Cuban Government Organizes an Act of Repudiation Against Tania Bruguera

The Hannah Arendt International Institute of Artivism (Instar) denounced what occurred in a press release published on social networks. (Collage)

14ymedio bigger14ymedio, Havana, 3 June 2021 — On Thursday afternoon at the headquarters of the Hannah Arendt International Institute of Artivism (Instar), the artist Tania Bruguera received a visit from a group made up of about fifteen people who warned her of the consequences of continuing with her activities and demands. At the head of the collective was a woman who presented the others as “community factors” [i.e. disciplinarians] and told the artist that she has to quit “with the little game” and “the counterrevolution.”

“We have to tell you that it has to end with the ’savage’ horde and the counterrevolution you have here. We are waiting for one of you to come out to face us, but since you don’t have the courage, quit with this here and now,” the woman said excitedly.

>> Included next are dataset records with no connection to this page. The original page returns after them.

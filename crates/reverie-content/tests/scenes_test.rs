//! Drives script scenes through a real stage with reduced motion.

use std::sync::Arc;
use std::time::Duration;

use reverie_content::{Script, build_catalog};
use reverie_core::effects::{Audio, BurstKind, Effects, Haptics, ParticleBurst, SoundCue};
use reverie_core::scene_id::SceneId;
use reverie_stage::{MemorySurface, RenderView, Stage, StageConfig, StageSurface, TextRole};
use reverie_test_support::{RecordingAudio, RecordingBursts, RecordingHaptics};
use reverie_transition::EffectHint;

struct Harness {
    stage: Stage,
    surface: Arc<MemorySurface>,
    audio: Arc<RecordingAudio>,
    haptics: Arc<RecordingHaptics>,
    bursts: Arc<RecordingBursts>,
}

impl Harness {
    fn new(script: &Script) -> Self {
        let surface = Arc::new(MemorySurface::new());
        let audio = Arc::new(RecordingAudio::default());
        let haptics = Arc::new(RecordingHaptics::default());
        let bursts = Arc::new(RecordingBursts::default());
        let effects = Effects::new(
            Arc::clone(&audio) as Arc<dyn Audio>,
            Arc::clone(&haptics) as Arc<dyn Haptics>,
            Arc::clone(&bursts) as Arc<dyn ParticleBurst>,
        );
        let stage = Stage::builder(build_catalog(script).unwrap())
            .config(StageConfig {
                reduced_motion: true,
                ..StageConfig::default()
            })
            .effects(effects)
            .surface(Arc::clone(&surface) as Arc<dyn StageSurface>)
            .build();
        Self {
            stage,
            surface,
            audio,
            haptics,
            bursts,
        }
    }

    fn demo() -> Self {
        Self::new(&Script::demo().unwrap())
    }

    fn show(&mut self, id: &str) {
        assert!(
            self.stage
                .request_scene(&SceneId::from(id), EffectHint::Auto)
                .is_accepted()
        );
    }

    fn current(&self) -> Option<String> {
        self.stage
            .state()
            .current_scene_id()
            .map(|id| id.as_str().to_owned())
    }

    fn texts(&self, role: TextRole) -> Vec<String> {
        let mut out = Vec::new();
        if let Some(tree) = self.surface.view().tree {
            collect_texts(&tree, role, &mut out);
        }
        out
    }

    fn buttons(&self) -> Vec<(String, String)> {
        let mut out = Vec::new();
        if let Some(tree) = self.surface.view().tree {
            collect_buttons(&tree, &mut out);
        }
        out
    }
}

fn collect_texts(view: &RenderView, wanted: TextRole, out: &mut Vec<String>) {
    match view {
        RenderView::Column { children } => {
            for child in children {
                collect_texts(child, wanted, out);
            }
        }
        RenderView::Text { role, text, .. } if *role == wanted => out.push(text.clone()),
        RenderView::Text { .. } | RenderView::Button { .. } => {}
    }
}

fn collect_buttons(view: &RenderView, out: &mut Vec<(String, String)>) {
    match view {
        RenderView::Column { children } => {
            for child in children {
                collect_buttons(child, out);
            }
        }
        RenderView::Button { id, label } => out.push((id.clone(), label.clone())),
        RenderView::Text { .. } => {}
    }
}

async fn idle(seconds: u64) {
    tokio::time::sleep(Duration::from_secs(seconds)).await;
}

#[tokio::test(start_paused = true)]
async fn test_title_card_types_heading_then_advances_on_primary() {
    // Arrange
    let mut h = Harness::demo();
    h.show("intro");

    // Act
    idle(10).await;
    let title = h.texts(TextRole::Title);
    let subtitle = h.texts(TextRole::Subtitle);
    h.stage.primary_action();
    h.stage.process_queued();

    // Assert
    assert_eq!(title, vec!["Happy Birthday!"]);
    assert_eq!(subtitle, vec!["Press A to begin, B to go back."]);
    assert_eq!(h.current().as_deref(), Some("quiz"));
    assert!(h.stage.state().completed().contains(&SceneId::from("intro")));
    assert_eq!(h.audio.effects(), vec![SoundCue::Confirm]);
    assert_eq!(h.bursts.bursts(), vec![BurstKind::Mini]);
    assert_eq!(h.surface.focused().as_deref(), Some("option-a"));
}

#[tokio::test(start_paused = true)]
async fn test_choice_reveals_lettered_options() {
    let mut h = Harness::demo();
    h.show("quiz");

    idle(30).await;

    assert_eq!(h.texts(TextRole::Label), vec!["A) ", "B) ", "C) ", "D) "]);
    let buttons = h.buttons();
    assert_eq!(buttons[0].0, "option-a");
    assert_eq!(buttons[0].1, "Cake and our favourite playlist");
    assert_eq!(buttons[3].0, "option-d");
}

#[tokio::test(start_paused = true)]
async fn test_wrong_answer_gives_feedback_without_completing() {
    // Arrange
    let mut h = Harness::demo();
    h.show("quiz");

    // Act
    h.stage.primary_action();
    let selected = h.texts(TextRole::Hint);
    h.stage.secondary_action();
    h.stage.process_queued();

    // Assert
    assert_eq!(
        selected,
        vec!["Selected: B) A polite congratulatory handshake"]
    );
    assert_eq!(h.texts(TextRole::Hint), vec!["Not quite, try again."]);
    assert_eq!(h.audio.effects(), vec![SoundCue::Pop, SoundCue::Cancel]);
    assert_eq!(h.haptics.pulses(), vec![35]);
    assert!(h.stage.state().completed().is_empty());
    assert_eq!(h.current().as_deref(), Some("quiz"));
}

#[tokio::test(start_paused = true)]
async fn test_correct_answer_completes_praises_then_advances() {
    // Arrange
    let mut h = Harness::demo();
    h.show("quiz");

    // Act
    h.stage.secondary_action();
    h.stage.process_queued();
    let completed = h.stage.state().completed().len();
    idle(10).await;
    let praise = h.texts(TextRole::Hint);
    h.stage.process_queued();

    // Assert
    assert_eq!(completed, 1);
    assert_eq!(praise, vec!["Correct! Celebrate like we mean it."]);
    assert_eq!(h.audio.effects(), vec![SoundCue::Confirm]);
    assert_eq!(h.haptics.pulses(), vec![10]);
    assert_eq!(h.current().as_deref(), Some("shine"));
}

#[tokio::test(start_paused = true)]
async fn test_choice_ignores_input_once_answered() {
    let mut h = Harness::demo();
    h.show("quiz");
    h.stage.secondary_action();

    h.stage.primary_action();
    h.stage.secondary_action();

    assert_eq!(h.audio.effects(), vec![SoundCue::Confirm]);
    assert_eq!(h.haptics.pulses(), vec![10]);
}

#[tokio::test(start_paused = true)]
async fn test_leaving_choice_during_praise_cancels_the_advance() {
    // Arrange
    let mut h = Harness::demo();
    h.show("quiz");
    h.stage.secondary_action();
    h.stage.process_queued();

    // Act
    h.show("letter");
    idle(10).await;
    h.stage.process_queued();

    // Assert
    assert_eq!(h.current().as_deref(), Some("letter"));
}

#[tokio::test(start_paused = true)]
async fn test_letter_shows_hint_after_last_paragraph() {
    // Arrange
    let mut h = Harness::demo();
    h.show("letter");

    // Act
    idle(1).await;
    let early = h.buttons();
    idle(60).await;

    // Assert
    assert_eq!(early, vec![("continue".to_owned(), String::new())]);
    assert_eq!(
        h.buttons(),
        vec![("continue".to_owned(), "Press A to continue".to_owned())]
    );
    let body = h.texts(TextRole::Body);
    assert_eq!(body.len(), 3);
    assert_eq!(body[2], "Happy birthday!");
}

#[tokio::test(start_paused = true)]
async fn test_tap_skips_letter_heading() {
    let mut h = Harness::demo();
    h.show("letter");
    tokio::time::sleep(Duration::from_millis(100)).await;

    let skipped = h.stage.tap();

    assert!(skipped >= 1);
    assert_eq!(h.texts(TextRole::Title), vec!["A letter for you"]);
}

#[tokio::test(start_paused = true)]
async fn test_finale_without_stars_offers_rank_chase_and_restarts() {
    // Arrange
    let mut h = Harness::demo();
    h.show("outro");
    let buttons = h.buttons();

    // Act
    idle(10).await;
    let summary = h.texts(TextRole::Subtitle);
    h.stage.primary_action();
    h.stage.process_queued();

    // Assert
    assert_eq!(
        buttons,
        vec![("replay".to_owned(), "Try for S-Rank".to_owned())]
    );
    assert_eq!(summary, vec!["Stars 0/4, Rank D. Practice mode"]);
    assert_eq!(h.current().as_deref(), Some("intro"));
    assert!(h.stage.state().completed().is_empty());
    assert_eq!(h.bursts.bursts(), vec![BurstKind::Mini]);
}

#[tokio::test(start_paused = true)]
async fn test_perfect_run_fires_finale_burst() {
    // Arrange
    let script = Script::from_yaml(
        r"
scenes:
  - { id: intro, kind: title_card, title: Hi, scored: true }
  - { id: outro, kind: finale, title: Bye }
",
    )
    .unwrap();
    let mut h = Harness::new(&script);
    h.show("intro");

    // Act
    h.stage.primary_action();
    h.stage.process_queued();

    // Assert
    assert_eq!(h.current().as_deref(), Some("outro"));
    assert_eq!(h.bursts.bursts(), vec![BurstKind::Mini, BurstKind::Finale]);
    assert_eq!(
        h.buttons(),
        vec![("replay".to_owned(), "Play again?".to_owned())]
    );
}

#[tokio::test(start_paused = true)]
async fn test_secondary_on_title_card_stays_at_first_scene() {
    let mut h = Harness::demo();
    h.show("intro");

    h.stage.secondary_action();
    h.stage.process_queued();

    assert_eq!(h.current().as_deref(), Some("intro"));
}
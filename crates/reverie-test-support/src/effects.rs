//! Recording side-effect collaborators.

use std::sync::Mutex;

use reverie_core::effects::{Audio, BurstKind, Haptics, ParticleBurst, SoundCue};

/// Records every sound request.
#[derive(Debug, Default)]
pub struct RecordingAudio {
    effects: Mutex<Vec<SoundCue>>,
    ticks: Mutex<usize>,
    stops: Mutex<usize>,
}

impl RecordingAudio {
    /// Effects played so far, in order.
    ///
    /// # Panics
    ///
    /// Panics if the internal mutex is poisoned.
    pub fn effects(&self) -> Vec<SoundCue> {
        self.effects.lock().unwrap().clone()
    }

    /// Number of typing ticks played so far.
    ///
    /// # Panics
    ///
    /// Panics if the internal mutex is poisoned.
    pub fn typing_ticks(&self) -> usize {
        *self.ticks.lock().unwrap()
    }

    /// Number of times the typing sound was stopped.
    ///
    /// # Panics
    ///
    /// Panics if the internal mutex is poisoned.
    pub fn typing_stops(&self) -> usize {
        *self.stops.lock().unwrap()
    }
}

impl Audio for RecordingAudio {
    fn play_effect(&self, cue: SoundCue) {
        self.effects.lock().unwrap().push(cue);
    }

    fn play_typing_tick(&self) {
        *self.ticks.lock().unwrap() += 1;
    }

    fn stop_typing(&self) {
        *self.stops.lock().unwrap() += 1;
    }
}

/// Records every vibration request.
#[derive(Debug, Default)]
pub struct RecordingHaptics {
    pulses: Mutex<Vec<u32>>,
}

impl RecordingHaptics {
    /// Vibration lengths requested so far.
    ///
    /// # Panics
    ///
    /// Panics if the internal mutex is poisoned.
    pub fn pulses(&self) -> Vec<u32> {
        self.pulses.lock().unwrap().clone()
    }
}

impl Haptics for RecordingHaptics {
    fn vibrate(&self, ms: u32) {
        self.pulses.lock().unwrap().push(ms);
    }
}

/// Records every particle burst.
#[derive(Debug, Default)]
pub struct RecordingBursts {
    bursts: Mutex<Vec<BurstKind>>,
}

impl RecordingBursts {
    /// Bursts fired so far.
    ///
    /// # Panics
    ///
    /// Panics if the internal mutex is poisoned.
    pub fn bursts(&self) -> Vec<BurstKind> {
        self.bursts.lock().unwrap().clone()
    }
}

impl ParticleBurst for RecordingBursts {
    fn burst(&self, kind: BurstKind) {
        self.bursts.lock().unwrap().push(kind);
    }
}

“All of you are worms [gusanos], fine,” she continued. “We here in the community are not going to allow, not from you or anyone else, this disaster that you are creating here.” The leader of the group described those present as “revolutionary troops” and maintained that they will not consent to any act of the “counterrevolution” because in this community “there are women and men that can ’make waves’ [be brave],” she added. continue reading

Bruguera told 14ymedio that the group arrived at her house without even knowing what Instar is and believes that what happened was more than an act of repudiation. “It was an alert… something very strange, a threat,” said the artist.

“It is evident that whose who gave them an order didn’t prepare them. It seemed like a rushed and poorly prepared event. What was clear is that there were people willing to strike out and who wanted confrontation. Their objective was to provoke, but in Instar our philosophy is that violence it is eliminated with civic education,” said the artist.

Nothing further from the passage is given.